_Source data_:
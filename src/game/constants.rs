//! Tuning constants for match setup.

/// Minimum number of players in a match.
pub const MIN_PLAYERS: usize = 2;

/// Maximum number of players in a match. Target filtering and the combat
/// queue are linear scans, so this stays small on purpose.
pub const MAX_PLAYERS: usize = 4;

/// Number of cards a player's hand is refilled to each round.
pub const DEFAULT_HAND_SIZE: usize = 6;

/// Number of battle dice rolled per player each round.
pub const DEFAULT_DICE_PER_PLAYER: usize = 4;

/// Whether matches use the shared contested center slot by default.
pub const DEFAULT_USE_CENTER_CARD: bool = true;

_EXERCISE DETAILS_: Give each entry again, spelled exactly as shown.

_TASK SOLUTION_:
filename src/game/constants.rs
//! Tuning constants for match setup.

/// Minimum number of players in a match.
pub const MIN_PLAYERS: usize = 2;

/// Maximum number of players in a match. Target filtering and the combat
/// queue are linear scans, so this stays small on purpose.
pub const MAX_PLAYERS: usize = 4;

/// Number of cards a player's hand is refilled to each round.
pub const DEFAULT_HAND_SIZE: usize = 6;

/// Number of battle dice rolled per player each round.
pub const DEFAULT_DICE_PER_PLAYER: usize = 4;

/// Whether matches use the shared contested center slot by default.
pub const DEFAULT_USE_CENTER_CARD: bool = true;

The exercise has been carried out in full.